_Record extracts_:
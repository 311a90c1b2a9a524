//! CLI presenter for output formatting

use std::io::{self, Write};

use colored::*;
use indicatif::{ProgressBar, ProgressStyle};

use crate::domain::capture::CaptureState;
use crate::domain::log::{LogLevel, LogLine};
use crate::domain::recording::human_readable_size;

use super::commands::UserCommand;

/// Presenter for CLI output formatting
pub struct Presenter {
    spinner: Option<ProgressBar>,
}

impl Presenter {
    pub fn new() -> Self {
        Self { spinner: None }
    }

    /// Start a spinner with message
    pub fn start_spinner(&mut self, message: &str) {
        let spinner = ProgressBar::new_spinner();
        if let Ok(style) = ProgressStyle::default_spinner()
            .tick_chars("⠋⠙⠹⠸⠼⠴⠦⠧⠇⠏")
            .template("{spinner:.cyan} {msg}")
        {
            spinner.set_style(style);
        }
        spinner.set_message(message.to_string());
        spinner.enable_steady_tick(std::time::Duration::from_millis(80));
        self.spinner = Some(spinner);
    }

    /// Stop spinner without status
    pub fn stop_spinner(&mut self) {
        if let Some(spinner) = self.spinner.take() {
            spinner.finish_and_clear();
        }
    }

    /// Print info message to stderr
    pub fn info(&self, message: &str) {
        eprintln!("{} {}", "ℹ".cyan(), message);
    }

    /// Print success message to stderr
    pub fn success(&self, message: &str) {
        eprintln!("{} {}", "✓".green(), message);
    }

    /// Print warning message to stderr
    pub fn warn(&self, message: &str) {
        eprintln!("{} {}", "⚠".yellow(), message);
    }

    /// Print error message to stderr
    pub fn error(&self, message: &str) {
        eprintln!("{} {}", "✗".red(), message);
    }

    /// Output text to stdout
    pub fn output(&self, text: &str) {
        println!("{}", text);
    }

    /// Print the session prompt without newline
    pub fn prompt(&self) {
        print!("{} ", ">".bold());
        let _ = io::stdout().flush();
    }

    /// Print one capture log line to stdout
    pub fn log_line(&self, line: &LogLine) {
        match line.level() {
            LogLevel::Info => println!("{}", line),
            LogLevel::Error => println!("{}", line.to_string().red()),
        }
    }

    /// Print the capture status block
    pub fn status(
        &self,
        state: CaptureState,
        segments: usize,
        bytes: usize,
        live: Option<&str>,
    ) {
        let state_label = match state {
            CaptureState::Idle => state.to_string().normal(),
            CaptureState::Capturing => state.to_string().red().bold(),
        };
        eprintln!("{} State: {}", "●".cyan(), state_label);
        if let Some(live) = live {
            eprintln!("  Live: {}", live);
        }
        eprintln!(
            "  Recorded: {} segment(s), {}",
            segments,
            human_readable_size(bytes)
        );
    }

    /// Print the command list, marking the ones currently disabled
    pub fn help(&self, enabled: impl Fn(UserCommand) -> bool) {
        eprintln!("{}", "Commands:".bold());
        for command in UserCommand::ALL {
            let name = format!("{:<7}", command.as_str());
            if enabled(*command) {
                eprintln!("  {} {}", name.cyan(), command.description());
            } else {
                eprintln!(
                    "  {} {}",
                    name.dimmed(),
                    format!("{} (disabled)", command.description()).dimmed()
                );
            }
        }
    }

    /// Print a key-value pair (for config list)
    pub fn key_value(&self, key: &str, value: &str) {
        println!("{}: {}", key.cyan(), value);
    }
}

impl Default for Presenter {
    fn default() -> Self {
        Self::new()
    }
}
//! Domain error types

use thiserror::Error;

/// Error when an unknown display surface is requested
#[derive(Debug, Clone, Error)]
#[error("Invalid display surface: \"{input}\". Valid surfaces are: window, monitor")]
pub struct InvalidSurfaceError {
    pub input: String,
}

/// Error when configuration fails
#[derive(Debug, Clone, Error)]
pub enum ConfigError {
    #[error("Failed to read config file: {0}")]
    ReadError(String),

    #[error("Failed to parse config file: {0}")]
    ParseError(String),

    #[error("Failed to write config file: {0}")]
    WriteError(String),

    #[error("Invalid config value for '{key}': {message}")]
    ValidationError { key: String, message: String },

    #[error("Config file already exists at: {0}")]
    AlreadyExists(String),
}
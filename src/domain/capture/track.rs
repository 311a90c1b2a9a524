//! Media track descriptors

use std::fmt;

use serde::Serialize;

use super::options::DisplaySurface;

/// Kind of media carried by a track
#[derive(Debug, Clone, Copy, PartialEq, Eq, Hash, Serialize)]
#[serde(rename_all = "lowercase")]
pub enum TrackKind {
    Video,
    Audio,
}

impl fmt::Display for TrackKind {
    fn fmt(&self, f: &mut fmt::Formatter<'_>) -> fmt::Result {
        match self {
            Self::Video => write!(f, "video"),
            Self::Audio => write!(f, "audio"),
        }
    }
}

/// Effective settings of a live track, as reported by the source
#[derive(Debug, Clone, Default, PartialEq, Serialize)]
#[serde(rename_all = "camelCase")]
pub struct TrackSettings {
    pub device_id: String,
    #[serde(skip_serializing_if = "Option::is_none")]
    pub display_surface: Option<DisplaySurface>,
    #[serde(skip_serializing_if = "Option::is_none")]
    pub width: Option<u32>,
    #[serde(skip_serializing_if = "Option::is_none")]
    pub height: Option<u32>,
    #[serde(skip_serializing_if = "Option::is_none")]
    pub frame_rate: Option<u32>,
    #[serde(skip_serializing_if = "Option::is_none")]
    pub offset_x: Option<i32>,
    #[serde(skip_serializing_if = "Option::is_none")]
    pub offset_y: Option<i32>,
}

impl TrackSettings {
    /// Frame size formatted as `WxH`, if known
    pub fn resolution(&self) -> Option<String> {
        match (self.width, self.height) {
            (Some(w), Some(h)) => Some(format!("{}x{}", w, h)),
            _ => None,
        }
    }
}

/// Constraints the track was requested with
#[derive(Debug, Clone, Default, PartialEq, Serialize)]
#[serde(rename_all = "camelCase")]
pub struct TrackConstraints {
    #[serde(skip_serializing_if = "Option::is_none")]
    pub display_surface: Option<DisplaySurface>,
    #[serde(skip_serializing_if = "Option::is_none")]
    pub frame_rate: Option<u32>,
}
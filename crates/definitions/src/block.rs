use std::collections::HashSet;

use serde::Serialize;
use shared::domain::{Block, SectionType};

use crate::{error::DefinitionError, field::FieldDefinition};

/// Routing and layout hints for whatever renders the block.
#[derive(Debug, Clone, PartialEq, Eq, Serialize)]
pub struct Navigation {
    pub title: &'static str,
    pub route_name: String,
    pub path: &'static str,
    pub list_route: String,
    pub form_route: String,
    pub icon: &'static str,
    pub segment_grid: bool,
    pub grid_cols: Option<u8>,
    pub settings_title: Option<&'static str>,
}

impl Navigation {
    /// `device-leds` yields `device-leds-list` and `device-leds-form`.
    pub fn new(title: &'static str, route_name: &str, path: &'static str, icon: &'static str) -> Self {
        Self {
            title,
            route_name: route_name.to_string(),
            path,
            list_route: format!("{route_name}-list"),
            form_route: format!("{route_name}-form"),
            icon,
            segment_grid: false,
            grid_cols: None,
            settings_title: None,
        }
    }

    pub fn segment_grid(mut self) -> Self {
        self.segment_grid = true;
        self
    }

    pub fn grid_cols(mut self, cols: u8) -> Self {
        self.grid_cols = Some(cols);
        self
    }

    pub fn settings_title(mut self, title: &'static str) -> Self {
        self.settings_title = Some(title);
        self
    }
}

#[derive(Debug, Clone, PartialEq, Eq, Serialize)]
pub struct BlockDefinition {
    pub block: Block,
    pub navigation: Navigation,
    /// Position of this block's instance count in the device's component-count reply. Blocks
    /// without one only carry settings.
    pub component_count_index: Option<usize>,
    pub fields: Vec<FieldDefinition>,
}

impl BlockDefinition {
    pub fn field(&self, key: &str) -> Option<&FieldDefinition> {
        self.fields.iter().find(|field| field.key == key)
    }

    pub fn fields_of(&self, section_type: SectionType) -> impl Iterator<Item = &FieldDefinition> {
        self.fields
            .iter()
            .filter(move |field| field.section_type == section_type)
    }

    pub fn has(&self, section_type: SectionType) -> bool {
        self.fields_of(section_type).next().is_some()
    }

    pub fn validate(&self) -> Result<(), DefinitionError> {
        let mut seen = HashSet::new();
        for field in &self.fields {
            if !seen.insert(field.key) {
                return Err(DefinitionError::DuplicateKey {
                    block: self.block,
                    key: field.key.to_string(),
                });
            }
            field.check(self.block)?;
        }

        // Predicates only ever see the form their field is rendered in.
        for field in &self.fields {
            let Some(rule) = &field.show_if else {
                continue;
            };
            for referenced in rule.referenced_keys() {
                let known = self
                    .fields_of(field.section_type)
                    .any(|candidate| candidate.key == referenced);
                if !known {
                    return Err(DefinitionError::UnknownPredicateField {
                        block: self.block,
                        key: field.key.to_string(),
                        missing: referenced.to_string(),
                    });
                }
            }
        }

        Ok(())
    }
}
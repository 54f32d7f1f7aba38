use shared::domain::{Block, FieldValue};

use crate::{
    block::{BlockDefinition, Navigation},
    field::FieldDefinition,
    visibility::ShowIf,
};

const SCREEN_MAX: FieldValue = 15;
const COORDINATE_MAX: FieldValue = 16383;
const WIDTH_MAX: FieldValue = 1023;
const HEIGHT_MAX: FieldValue = 639;

pub fn touchscreen_block() -> BlockDefinition {
    let ts = Block::Touchscreen;
    BlockDefinition {
        block: ts,
        navigation: Navigation::new("Touchscreen", "device-touchscreens", "touchscreens", "touchscreen")
            .grid_cols(4)
            .settings_title(""),
        component_count_index: Some(4),
        fields: vec![
            FieldDefinition::setting(ts, "enableTouchscreen", 0, 0)
                .toggle()
                .label("Enable")
                .help("Enables or disables the usage of touchscreen."),
            FieldDefinition::setting(ts, "touchscreenManufacturer", 0, 1)
                .select(&[(0, "Nextion"), (1, "Viewtech/Stone HMI")])
                .label("Touchscreen manufacturer")
                .show_if(ShowIf::truthy("enableTouchscreen")),
            FieldDefinition::setting(ts, "touchscreenBrightness", 0, 2)
                .select(&[
                    (0, "10%"),
                    (1, "25%"),
                    (2, "50%"),
                    (3, "75%"),
                    (4, "80%"),
                    (5, "90%"),
                    (6, "100%"),
                ])
                .label("Touchscreen brightness")
                .show_if(ShowIf::truthy("enableTouchscreen")),
            FieldDefinition::setting(ts, "initialScreen", 0, 3)
                .input(0, SCREEN_MAX)
                .label("Initial screen")
                .help("This will set the screen index which will be loaded on startup."),
            FieldDefinition::value(ts, "xPosition", 1)
                .input(0, COORDINATE_MAX)
                .label("X position of this icon")
                .help(
                    "Specifies X coordinate on touchscreen where this icon is located. \
                     Touchscreen resolution needs to be taken into account here. On \
                     Viewtech/Stone touchscreens, this parameter is actually icon address.",
                ),
            FieldDefinition::value(ts, "yPosition", 2)
                .input(0, COORDINATE_MAX)
                .label("Y position of this icon")
                .help(
                    "Specifies Y coordinate on touchscreen where this icon is located. \
                     Touchscreen resolution needs to be taken into account here. On \
                     Viewtech/Stone touchscreens, this parameter is ignored.",
                ),
            FieldDefinition::value(ts, "width", 3)
                .input(0, WIDTH_MAX)
                .label("Width of this icon")
                .help(
                    "Specifies width of this icon. Touchscreen resolution needs to be taken \
                     into account here. On Viewtech/Stone touchscreens, this parameter is ignored.",
                ),
            FieldDefinition::value(ts, "height", 4)
                .input(0, HEIGHT_MAX)
                .label("Height of this icon")
                .help(
                    "Specifies height of this icon. Touchscreen resolution needs to be taken \
                     into account here. On Viewtech/Stone touchscreens, this parameter is ignored.",
                ),
            FieldDefinition::value(ts, "screenOn", 5)
                .input(0, SCREEN_MAX)
                .label("Screen index of this icon in on state")
                .help("Specifies screen on which this icon in on state is located."),
            FieldDefinition::value(ts, "screenOff", 6)
                .input(0, SCREEN_MAX)
                .label("Screen index of this icon in off state")
                .help("Specifies screen on which this icon in off state is located."),
            FieldDefinition::value(ts, "buttonChangesScreen", 7)
                .toggle()
                .label("Button changes screen")
                .help("Specifies whether this button is used to switch to another screen."),
            FieldDefinition::value(ts, "screenToSwitchTo", 8)
                .input(0, SCREEN_MAX)
                .label("Screen to switch to")
                .help("Screen to which this button switches to.")
                .show_if(ShowIf::truthy("buttonChangesScreen")),
            FieldDefinition::value(ts, "analogPage", 9)
                .input(0, SCREEN_MAX)
                .label("Analog page")
                .help("Touchscreen page where the analog component is located."),
            FieldDefinition::value(ts, "analogStartX", 10)
                .input(0, WIDTH_MAX)
                .label("Analog component start (X)")
                .help("Starting coordinate of analog component on X axis"),
            FieldDefinition::value(ts, "analogEndX", 11)
                .input(0, WIDTH_MAX)
                .label("Analog component end (X)")
                .help("Ending coordinate of analog component on X axis"),
            FieldDefinition::value(ts, "analogStartY", 12)
                .input(0, HEIGHT_MAX)
                .label("Analog component start (Y)")
                .help("Starting coordinate of analog component on Y axis"),
            FieldDefinition::value(ts, "analogEndY", 13)
                .input(0, HEIGHT_MAX)
                .label("Analog component end (Y)")
                .help("Ending coordinate of analog component on Y axis"),
            FieldDefinition::value(ts, "analogComponentType", 14)
                .select(&[(0, "Horizontal"), (1, "Vertical")])
                .label("Analog component type"),
            FieldDefinition::value(ts, "analogResetOnRelease", 15)
                .select(&[(0, "Disabled"), (1, "Enabled")])
                .label("Reset analog value to 0 on release"),
        ],
    }
}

_To do_:
Show the lines in the entries above that include the string "impl".

_Finished exercise_:
impl Presenter {
    pub fn help(&self, enabled: impl Fn(UserCommand) -> bool) {
impl Default for Presenter {
impl fmt::Display for TrackKind {
impl TrackSettings {
impl Navigation {
impl BlockDefinition {
    pub fn fields_of(&self, section_type: SectionType) -> impl Iterator<Item = &FieldDefinition> {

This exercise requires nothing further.